А терничным не цвести лучам – И преминем иродские версты, И тогда лишь Господним очам Зримы станут кровавые персты.
XV
Мы к алтарю стези торили, Христосу алча – огнь увидеть, Любовь Его боготворили, Страшились жалобой обидеть.
И кто пренес бы те мытарства, Но чуден путь со перстью ровный, Во стенах Божиего царства Горит венец Христа всекровный.
Так что ж горчей полыни хлебы И свечи кровью обвиются, Жива любовь, а мертвы небы, И гвозди нам одне куются.
XVI
Преточатся волошки в лугах, Исцветут золотые рамоны, И тогда о мирских четвергах Станут бить кровеимные звоны.
Веротерпцев искать со огнем, А и мы мировольно горели, С полевой ли дороги свернем, Не обминуть сие акварели.
Эти блеклые краски легки, Полыхать им на вербной аллее, Мы ж Христосу несли васильки – Звонов цветик любой тяжелее.
XVII
Ах, недолго цветут и лазурь-васильки, Травень пестует их, а рамонки сминают, Как уроним, Господь, из десниц туески – И приидем к Тебе, аще нас вспоминают.
Собирали мы в них те цветочки весной, Отреченно плели рукоделья неловки, Ароматы вились золотой пеленой, Долу ныне легко их клонятся головки.

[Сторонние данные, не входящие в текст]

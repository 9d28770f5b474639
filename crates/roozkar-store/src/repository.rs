//! SQL data access layer for tasks, lists, and tags.
//!
//! All methods take a `&Connection` parameter and are stateless — pure
//! functions that translate between Rust types and SQL. Uses
//! `uuid::Uuid::now_v7()` for time-ordered ID generation with
//! entity-specific prefixes.

use rusqlite::{Connection, OptionalExtension, params};
use uuid::Uuid;

use crate::errors::StoreError;
use crate::types::{
    ListParams, Subtask, SubtaskCreateParams, Tag, TagCreateParams, Task, TaskCreateParams,
    TaskFilter, TaskList, TaskPriority, TaskStatus, TaskUpdateParams,
};

/// Generate a prefixed UUID v7 ID.
fn generate_id(prefix: &str) -> String {
    format!("{prefix}-{}", Uuid::now_v7())
}

/// Get current UTC timestamp as ISO 8601 string.
fn now_iso() -> String {
    chrono::Utc::now().format("%Y-%m-%dT%H:%M:%SZ").to_string()
}

/// Parse a JSON array column into a `Vec<String>`.
fn parse_string_array(json: &str) -> Vec<String> {
    serde_json::from_str(json).unwrap_or_default()
}

/// Parse the embedded subtasks column.
fn parse_subtasks(json: &str) -> Vec<Subtask> {
    serde_json::from_str(json).unwrap_or_default()
}

/// Serialize an embedded JSON column.
fn to_json<T: serde::Serialize>(value: &T) -> String {
    serde_json::to_string(value).unwrap_or_else(|_| "[]".to_string())
}

/// Repository for SQL CRUD operations on tasks, lists, and tags.
pub struct TaskRepository;
//! Store error type.

use thiserror::Error;

/// Errors surfaced by the storage layer.
///
/// `NotFound` and `Validation` are client-attributable and map to 404/422
/// at the HTTP layer; everything else surfaces as an internal failure.
#[derive(Debug, Error)]
pub enum StoreError {
    /// A referenced entity does not exist.
    #[error("{0}")]
    NotFound(String),

    /// Malformed input or an invalid enumerated value.
    #[error("{0}")]
    Validation(String),

    /// SQLite error.
    #[error("storage error: {0}")]
    Sqlite(#[from] rusqlite::Error),

    /// Connection pool checkout failure.
    #[error("connection pool error: {0}")]
    Pool(#[from] r2d2::Error),

    /// Migration failure.
    #[error("migration failed: {message}")]
    Migration {
        /// What went wrong.
        message: String,
    },
}

impl StoreError {
    /// Not-found error for a task id.
    #[must_use]
    pub fn task_not_found(id: &str) -> Self {
        Self::NotFound(format!("task not found: {id}"))
    }

    /// Not-found error for a list id.
    #[must_use]
    pub fn list_not_found(id: &str) -> Self {
        Self::NotFound(format!("list not found: {id}"))
    }

    /// Not-found error for a tag id.
    #[must_use]
    pub fn tag_not_found(id: &str) -> Self {
        Self::NotFound(format!("tag not found: {id}"))
    }

    /// Not-found error for a (task, subtask) pair.
    #[must_use]
    pub fn subtask_not_found(task_id: &str, subtask_id: &str) -> Self {
        Self::NotFound(format!("subtask not found: {subtask_id} on task {task_id}"))
    }
}

#[cfg(test)]
mod tests {
    use super::*;

    #[test]
    fn task_not_found_message() {
        let err = StoreError::task_not_found("task-1");
        assert_eq!(err.to_string(), "task not found: task-1");
    }

    #[test]
    fn subtask_not_found_names_both_ids() {
        let err = StoreError::subtask_not_found("task-1", "sub-2");
        assert!(err.to_string().contains("task-1"));
        assert!(err.to_string().contains("sub-2"));
    }

    #[test]
    fn sqlite_error_converts() {
        let err = StoreError::from(rusqlite::Error::InvalidQuery);
        assert!(matches!(err, StoreError::Sqlite(_)));
    }

    #[test]
    fn validation_displays_message() {
        let err = StoreError::Validation("title is required".into());
        assert_eq!(err.to_string(), "title is required");
    }
}
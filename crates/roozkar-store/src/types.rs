//! Entity, parameter, and filter types for the store.
//!
//! Wire representation uses lowercase machine keys for enumerated fields
//! (`pending`, `high`, …); display labels are a frontend concern.

use serde::{Deserialize, Serialize};

// ─────────────────────────────────────────────────────────────────────────────
// Enumerations
// ─────────────────────────────────────────────────────────────────────────────

/// Task priority.
#[derive(Clone, Copy, Debug, Default, PartialEq, Eq, Serialize, Deserialize)]
#[serde(rename_all = "lowercase")]
pub enum TaskPriority {
    /// Low priority.
    Low,
    /// Medium priority (the default).
    #[default]
    Medium,
    /// High priority.
    High,
}

impl TaskPriority {
    /// SQL/wire representation.
    #[must_use]
    pub fn as_sql(self) -> &'static str {
        match self {
            Self::Low => "low",
            Self::Medium => "medium",
            Self::High => "high",
        }
    }

    /// Parse a machine key. Returns `None` for anything outside the
    /// fixed label set.
    #[must_use]
    pub fn parse(s: &str) -> Option<Self> {
        match s {
            "low" => Some(Self::Low),
            "medium" => Some(Self::Medium),
            "high" => Some(Self::High),
            _ => None,
        }
    }
}

/// Task status.
#[derive(Clone, Copy, Debug, Default, PartialEq, Eq, Serialize, Deserialize)]
#[serde(rename_all = "lowercase")]
pub enum TaskStatus {
    /// Open, not yet completed (the default).
    #[default]
    Pending,
    /// Completed.
    Completed,
    /// Cancelled.
    Cancelled,
}

impl TaskStatus {
    /// SQL/wire representation.
    #[must_use]
    pub fn as_sql(self) -> &'static str {
        match self {
            Self::Pending => "pending",
            Self::Completed => "completed",
            Self::Cancelled => "cancelled",
        }
    }

    /// Parse a machine key. Returns `None` for anything outside the
    /// fixed label set.
    #[must_use]
    pub fn parse(s: &str) -> Option<Self> {
        match s {
            "pending" => Some(Self::Pending),
            "completed" => Some(Self::Completed),
            "cancelled" => Some(Self::Cancelled),
            _ => None,
        }
    }
}

// ─────────────────────────────────────────────────────────────────────────────
// Entities
// ─────────────────────────────────────────────────────────────────────────────

/// A checklist item embedded in exactly one task.
#[derive(Clone, Debug, PartialEq, Eq, Serialize, Deserialize)]
pub struct Subtask {
    /// Unique id (`sub-…`).
    pub id: String,
    /// Subtask title.
    pub title: String,
    /// Completion flag.
    pub completed: bool,
    /// Creation timestamp (ISO 8601).
    pub created_at: String,
}

/// A to-do item.
#[derive(Clone, Debug, PartialEq, Serialize, Deserialize)]
pub struct Task {
    /// Unique id (`task-…`).
    pub id: String,
    /// Task title.
    pub title: String,
    /// Optional free-form description.
    pub description: Option<String>,
    /// Priority.
    pub priority: TaskPriority,
    /// Status.
    pub status: TaskStatus,
    /// Optional due date (`YYYY-MM-DD`).
    pub due_date: Option<String>,
    /// Optional free-form due time.
    pub due_time: Option<String>,
    /// Weak reference to the owning list.
    pub list_id: Option<String>,
    /// Weak references to tags.
    pub tags: Vec<String>,
    /// Embedded ordered subtasks.
    pub subtasks: Vec<Subtask>,
    /// Creation timestamp (ISO 8601).
    pub created_at: String,
    /// Last-update timestamp (ISO 8601).
    pub updated_at: String,
    /// Set when the task was marked completed, cleared when reopened.
    pub completed_at: Option<String>,
}

/// A named grouping of tasks with a denormalized task count.
#[derive(Clone, Debug, PartialEq, Eq, Serialize, Deserialize)]
pub struct TaskList {
    /// Unique id (`list-…`).
    pub id: String,
    /// Display name.
    pub name: String,
    /// Display color (hex).
    pub color: String,
    /// Display icon.
    pub icon: String,
    /// Number of tasks currently referencing this list. Maintained
    /// incrementally on task create/delete; eventually consistent only.
    pub task_count: i64,
    /// Creation timestamp (ISO 8601).
    pub created_at: String,
}

/// A label referenceable by tasks; independent lifecycle, no cascade.
#[derive(Clone, Debug, PartialEq, Eq, Serialize, Deserialize)]
pub struct Tag {
    /// Unique id (`tag-…`).
    pub id: String,
    /// Display name.
    pub name: String,
    /// Display color (hex).
    pub color: String,
    /// Creation timestamp (ISO 8601).
    pub created_at: String,
}

// ─────────────────────────────────────────────────────────────────────────────
// Request parameters
// ─────────────────────────────────────────────────────────────────────────────

/// Parameters for creating a task. Status is not accepted: new tasks
/// always start pending.
#[derive(Clone, Debug, Default, Deserialize)]
pub struct TaskCreateParams {
    /// Required title.
    pub title: String,
    /// Optional description.
    pub description: Option<String>,
    /// Priority; defaults to medium.
    pub priority: Option<TaskPriority>,
    /// Optional due date (`YYYY-MM-DD`).
    pub due_date: Option<String>,
    /// Optional free-form due time.
    pub due_time: Option<String>,
    /// Optional owning list reference.
    pub list_id: Option<String>,
    /// Optional tag references.
    pub tags: Option<Vec<String>>,
}

/// Partial-update parameters for a task. Omitted (or null) fields are
/// left unchanged; present fields replace the stored value.
#[derive(Clone, Debug, Default, Deserialize)]
pub struct TaskUpdateParams {
    /// New title.
    pub title: Option<String>,
    /// New description.
    pub description: Option<String>,
    /// New priority.
    pub priority: Option<TaskPriority>,
    /// New status. Setting `completed` stamps `completed_at`; setting
    /// `pending` clears it (even when already pending).
    pub status: Option<TaskStatus>,
    /// New due date.
    pub due_date: Option<String>,
    /// New due time.
    pub due_time: Option<String>,
    /// New owning list reference.
    pub list_id: Option<String>,
    /// Replacement tag set.
    pub tags: Option<Vec<String>>,
}

/// Filters for listing tasks. All filters combine with AND.
#[derive(Clone, Debug, Default)]
pub struct TaskFilter {
    /// Exact owning-list match.
    pub list_id: Option<String>,
    /// Exact status match.
    pub status: Option<TaskStatus>,
    /// Exact priority match.
    pub priority: Option<TaskPriority>,
    /// Case-insensitive substring match against title or description.
    pub search: Option<String>,
}

fn default_list_color() -> String {
    "#3B82F6".to_string()
}

fn default_list_icon() -> String {
    "📋".to_string()
}

fn default_tag_color() -> String {
    "#10B981".to_string()
}

/// Parameters for creating a list, and the full-replace payload for
/// updating one (list updates are not partial merges: absent color/icon
/// fall back to the defaults).
#[derive(Clone, Debug, Deserialize)]
pub struct ListParams {
    /// Required display name.
    pub name: String,
    /// Display color; defaults to the standard list blue.
    #[serde(default = "default_list_color")]
    pub color: String,
    /// Display icon; defaults to the clipboard emoji.
    #[serde(default = "default_list_icon")]
    pub icon: String,
}

/// Parameters for creating a tag.
#[derive(Clone, Debug, Deserialize)]
pub struct TagCreateParams {
    /// Required display name.
    pub name: String,
    /// Display color; defaults to the standard tag green.
    #[serde(default = "default_tag_color")]
    pub color: String,
}

/// Parameters for appending a subtask to a task.
#[derive(Clone, Debug, Deserialize)]
pub struct SubtaskCreateParams {
    /// Required title.
    pub title: String,
    /// Initial completion flag; defaults to false.
    #[serde(default)]
    pub completed: bool,
}

// ─────────────────────────────────────────────────────────────────────────────
// Statistics
// ─────────────────────────────────────────────────────────────────────────────

/// Aggregate dashboard numbers.
///
/// Every figure comes from its own query — no single consistent snapshot
/// is guaranteed under concurrent mutation.
#[derive(Clone, Debug, Serialize)]
pub struct DashboardStats {
    /// All tasks, any status.
    pub total_tasks: i64,
    /// Tasks with status completed.
    pub completed_tasks: i64,
    /// Tasks with status pending.
    pub pending_tasks: i64,
    /// All lists.
    pub total_lists: i64,
    /// Pending tasks with high priority.
    pub high_priority: i64,
    /// Pending tasks with medium priority.
    pub medium_priority: i64,
    /// Pending tasks with low priority.
    pub low_priority: i64,
    /// Pending tasks due on the current date.
    pub due_today: i64,
    /// Five most recently created pending tasks.
    pub recent_tasks: Vec<Task>,
    /// completed/total × 100, rounded to one decimal; 0 when empty.
    pub completion_rate: f64,
}

// ─────────────────────────────────────────────────────────────────────────────
// Tests
// ─────────────────────────────────────────────────────────────────────────────
//! Business logic layer for the task store.
//!
//! Wraps the repository with validation, not-found mapping, denormalized
//! counter maintenance, and the list-delete cascade. Key rules:
//!
//! - **task_count**: incremented/decremented as a second, separate write
//!   after task insert/delete — no transaction ties the two together, so
//!   a crash between them leaves the counter stale (accepted behavior).
//! - **completed_at**: stamped when an update sets status=completed,
//!   cleared when it sets status=pending; cancelled leaves it alone.
//! - **List delete cascades** to every task referencing the list.

use rusqlite::Connection;
use tracing::debug;

use crate::errors::StoreError;
use crate::repository::TaskRepository;
use crate::types::{
    DashboardStats, ListParams, Subtask, SubtaskCreateParams, Tag, TagCreateParams, Task,
    TaskCreateParams, TaskFilter, TaskList, TaskPriority, TaskStatus, TaskUpdateParams,
};

/// Task service with business rules and validation.
pub struct TaskService;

А и сами, Господь, тяжело премолчим, Яко бельная цветь, наши головы ницы, Слили кровь и одно пурпурою точим, И хоругви плетут из нея кружевницы.
XVIII
Будет лето Господнее тлеть, Расточаться во благости дольной, И не станем тогда мы жалеть О Кресте ли, о розе юдольной.
Соберем луговые дары И в красе цветяных одеяний Изъявимся гурмой на пиры – Веселити их чернью даяний.
Ах, не жалко июльских светил, Только б видел Христос оглашенных, Только б рек Он, что мертвых простил И не вспомнит грехов совершенных.
XIX
Горят в коронах полевые Цветы меж сорной озелени, Инаких нет, а мы живые, Студим кровавые колени.
Куда влачимся, там и север, С колен восстанем – обернемся, Найдет коса на белый клевер, Тогда чернить его вернемся.
И будут ангелы неловки, Исцветность палую сминая, И те зардевшие головки Превиждят: всяка именная.
XX
Со левкоев цветущих венки Заплетем и приидем к чертогам, Опознают ли нас ангелки – Исполать вифлеемским дорогам.
Будет ясное лето гореть, В белом клевере тлеть-расточаться, И очнемся еще усмотреть, Где на царствие Божье венчаться.
Мертвым нечего даже снести, Им и звезды тлетворнее свечек, Ах, Господь, мы и будем тлести Хоть во льду херувимских сердечек.